Understanding Psychosomatic Aspects of Mental Illness & its Symptoms


A wide range of conditions that affect mood, thinking and behaviour lead to mental illness. Most of them actually fail to recognize or understand the problem. Often times, we find ourselves in a low phase and look for motivation. Mental illness is a behavioural or mental pattern that causes significant distress. It affects a person in a big way. A lot of people undergo this every single day and it is very important for us to help those who are in need of help when they need mental support.

A trauma therapist Ruchita did a breakdown on the psychosomatic aspects of mental illness, especially symptoms of depression and anxiety. She believes in a lesser popular fact that that depression and anxiety can be diagnosed but can also be symptoms of other physiological & psychological illnesses. The following is the breakdown that she did.

What does psychosomatic mean?

Psychosomatic is the best way to describe the relationship between the brain and the body because it constitutes the ways in which mental distress has physical symptoms experienced by the body.

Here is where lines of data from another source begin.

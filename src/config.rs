//! Configuration types and loaders
//!
//! Two configuration layers:
//! - [`AppConfig`] - process-level settings (logging, shards, bus sizing,
//!   background task cadence). Loaded once at startup.
//! - [`MarketConfig`] - market policy (price band, IPO terms, trading
//!   windows, fee policies). Mutable at runtime through the admin API.

use crate::core_types::{Points, Price, Qty, TsMillis};
use serde::{Deserialize, Serialize};
use std::path::Path;

/// What the router does when a shard is at its load cap.
#[derive(Debug, Clone, Copy, PartialEq, Eq, Serialize, Deserialize)]
#[serde(rename_all = "snake_case")]
pub enum OverflowPolicy {
    /// Reject the operation with a retry hint.
    Reject,
    /// Redirect to the least-loaded shard.
    Redirect,
}

/// Process-level configuration.
#[derive(Debug, Clone, Serialize, Deserialize)]
#[serde(default)]
pub struct AppConfig {
    // Logging
    pub log_dir: String,
    pub log_file: String,
    pub log_level: String,
    /// "hourly" | "daily" | anything else = never rotate
    pub rotation: String,
    pub use_json: bool,

    // Sharded router
    pub shard_count: usize,
    pub shard_queue_depth: usize,
    pub shard_max_load: usize,
    pub overflow_policy: OverflowPolicy,

    // Event bus
    pub bus_buffer: usize,
    pub bus_history: usize,
    pub bus_max_retries: u32,

    // Background tasks
    pub escrow_max_age_secs: u64,
    pub audit_interval_secs: u64,
    pub notify_flush_secs: u64,

    /// Outbound notification endpoint; None disables delivery.
    pub notify_endpoint: Option<String>,

    /// Optional CSV journal file mirroring the in-memory ledger journal.
    pub journal_csv_path: Option<String>,
}

impl Default for AppConfig {
    fn default() -> Self {
        Self {
            log_dir: "logs".to_string(),
            log_file: "campex.log".to_string(),
            log_level: "info".to_string(),
            rotation: "daily".to_string(),
            use_json: false,
            shard_count: 16,
            shard_queue_depth: 256,
            shard_max_load: 128,
            overflow_policy: OverflowPolicy::Reject,
            bus_buffer: 4096,
            bus_history: 10_000,
            bus_max_retries: 3,
            escrow_max_age_secs: 3600,
            audit_interval_secs: 300,
            notify_flush_secs: 30,
            notify_endpoint: None,
            journal_csv_path: None,
        }
    }
}

impl AppConfig {
    /// Load from a YAML file; missing keys fall back to defaults.
    pub fn load(path: &Path) -> anyhow::Result<Self> {
        let raw = std::fs::read_to_string(path)?;
        Ok(serde_yaml::from_str(&raw)?)
    }
}

/// Transfer fee policy: `fee = max(min_fee, floor(amount * rate_pct / 100))`.
#[derive(Debug, Clone, Copy, Serialize, Deserialize)]
pub struct FeePolicy {
    pub rate_pct: u32,
    pub min_fee: Points,
}

impl FeePolicy {
    pub fn fee_for(&self, amount: Points) -> Points {
        let pct = (amount as i128 * self.rate_pct as i128) / 100;
        (pct as Points).max(self.min_fee)
    }
}

/// One scheduled trading window, UTC epoch milliseconds, half-open.
#[derive(Debug, Clone, Copy, PartialEq, Eq, Serialize, Deserialize)]
pub struct TradingWindow {
    pub start_ms: TsMillis,
    pub end_ms: TsMillis,
}

impl TradingWindow {
    pub fn contains(&self, ts: TsMillis) -> bool {
        ts >= self.start_ms && ts < self.end_ms
    }
}

/// Market policy singleton.
///
/// The band percent is stored in basis points (1 bp = 0.01%) exclusively.
#[derive(Debug, Clone, Serialize, Deserialize)]
#[serde(default)]
pub struct MarketConfig {
    /// Up/down limit around the reference price, in basis points.
    pub band_bps: u32,
    /// Fixed primary-issue price.
    pub ipo_price: Price,
    /// Shares available in the primary pool at startup.
    pub ipo_shares: Qty,
    /// Scheduled trading windows.
    pub windows: Vec<TradingWindow>,
    /// P2P transfer fee policy.
    pub transfer_fee: FeePolicy,
    /// Order fee on traded notional, in basis points. Zero disables.
    pub order_fee_bps: u32,
}

impl Default for MarketConfig {
    fn default() -> Self {
        Self {
            band_bps: 2000,
            ipo_price: 20,
            ipo_shares: 10_000,
            windows: Vec::new(),
            transfer_fee: FeePolicy {
                rate_pct: 10,
                min_fee: 1,
            },
            order_fee_bps: 0,
        }
    }
}

impl MarketConfig {
    pub fn load(path: &Path) -> anyhow::Result<Self> {
        let raw = std::fs::read_to_string(path)?;
        Ok(serde_yaml::from_str(&raw)?)
    }

    /// Order fee on a traded notional. Floor division, no minimum.
    pub fn order_fee_for(&self, notional: Points) -> Points {
        ((notional as i128 * self.order_fee_bps as i128) / 10_000) as Points
    }
}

Pain is a classic example. Starting off with stress headaches or tension headaches where the pain is usually experienced in the forehead and above the nape of the neck. This is also an indicator of a lack of sleep or might be experienced after sobbing. The area might also become warm. Chest pain is commonly seen with heightened anxiety. Chest tightness is experienced during a panic attack but chest heaviness, pain and tightness can also be correlated with chronic or acute anxiety.

Lack of sleep or sleeping too much is common with depression. It then has a trickle-down effect on the degree of exhaustion that attaches itself to the amount of productivity -> diminishing self-worth + other stressors that are closely related to emotional symptoms of depression too. Muscle aches, joint pains, dizziness or lightheadedness are also common with depression. A lot of psychosomatic symptoms can also worsen in stressful, unsupportive environments because the amount of care received is not proportionate with the amount of stress experienced.

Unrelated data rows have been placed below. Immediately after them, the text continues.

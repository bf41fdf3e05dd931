//! campex - points-and-equity trading kernel
//!
//! A trading and accounting core for a programming-camp points market:
//! one virtual stock, integer points, a continuous price-time-priority
//! order book with a price band, escrowed settlement, and a sharded
//! router that serialises per-user operations.
//!
//! # Modules
//!
//! - [`core_types`] - fundamental type aliases (UserId, Points, ...)
//! - [`config`] - process and market configuration
//! - [`errors`] - the closed error taxonomy
//! - [`models`] - orders and trades
//! - [`balance`] - enforced per-user balance type
//! - [`journal`] - append-only audit log
//! - [`ledger`] - the balance core service (sole mutation path)
//! - [`holdings`] - share inventory with average cost
//! - [`escrow`] - reserve/complete/cancel lifecycle
//! - [`orderbook`] - BTreeMap price-time order book
//! - [`engine`] - continuous matching and call auction
//! - [`ipo`] - primary-issue allocator
//! - [`lifecycle`] - order entry: validate, reserve, match, settle
//! - [`transfer`] - P2P transfers with fees and retry
//! - [`router`] - sharded per-user serialisation
//! - [`events`] - topic pub/sub with retry and replay
//! - [`clock`] - market open/close state
//! - [`auditor`] - integrity scans
//! - [`notify`] - outbound best-effort notifications
//! - [`admin`] - operator actions
//! - [`api`] - read-only market queries
//! - [`exchange`] - composition root with start/stop

// Core types - must be first!
pub mod core_types;

// Configuration & infrastructure
pub mod config;
pub mod errors;
pub mod logging;

// Accounting kernel
pub mod balance;
pub mod escrow;
pub mod holdings;
pub mod journal;
pub mod ledger;

// Trading kernel
pub mod engine;
pub mod ipo;
pub mod lifecycle;
pub mod models;
pub mod orderbook;

// Services
pub mod admin;
pub mod api;
pub mod auditor;
pub mod clock;
pub mod events;
pub mod notify;
pub mod router;
pub mod transfer;

// Composition root
pub mod exchange;

// Convenient re-exports at crate root
pub use balance::Balance;
pub use config::{AppConfig, FeePolicy, MarketConfig, OverflowPolicy, TradingWindow};
pub use core_types::{EscrowId, OrderId, Points, Price, Qty, TradeId, TsMillis, UserId};
pub use engine::{MatchingEngine, PriceBand};
pub use errors::CoreError;
pub use escrow::{Escrow, EscrowKind, EscrowManager, EscrowStatus};
pub use events::{Event, EventBus, EventHandler, Topic};
pub use exchange::Exchange;
pub use holdings::HoldingsBook;
pub use ipo::IpoService;
pub use journal::{EntryKind, Journal, JournalEntry};
pub use ledger::{Ledger, UserSnapshot};
pub use lifecycle::{CancelAck, OrderAck, OrderLifecycle};
pub use models::{CancelReason, Order, OrderStatus, OrderType, Side, Trade};
pub use orderbook::{DepthSnapshot, OrderBook};
pub use router::ShardedRouter;
pub use transfer::{TransferAck, TransferService};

Change in appetite is also possible in cases of depression where one may start rapidly losing weight or crave specific foods. Since depression can also be a symptom of eating disorders in many cases, its relationship with food can also be due to a host of other factors at times. Digestive problems are also seen in cases of anxiety. Remember the feeling of butterflies in your stomach? That could be either excitement or anxiety, given the situation, but it also signifies a physical reaction in the region. It is the physical experience of the feeling. Pain sensors come from the brain. It is the master organ. When you fracture your leg, your brain sends the signal that denotes pain to those nerve endings. It’s only natural that pain, discomfort and other psychosomatic manifestations are a result of the brain being under stress.

The physical experience of anxiety is dominated by the release of stress hormones by the adrenal gland. So for example, hyperventilation experienced during an episode of extreme anxiety can lead to respiratory difficulties. Now breathing too fast or not breathing enough oxygen can naturally lead to lightheadedness or even fainting. The heart beats faster too which means the circulation in the body has changed. Fight, flight or freeze because anxiety happens when the brain feels that danger is lurking.

Anxiety can also affect the function of the immune system because of the frequent release of cortisol, a stress hormone. This makes people with chronic anxiety more vulnerable to other illnesses. But these depictions are not the only ways in which anxiety and depression have psychosomatic manifestations. Since every body is different, brain chemistry is different and triggers are different, symptoms can also look different.

The point is to ALWAYS BELIEVE that mental illness + mental health stressors are very REAL. Stop telling people that it’s all in their head to dismiss their experiences. Even if it is in their head or in their stomach, it is still very very real and adequate care must be provided.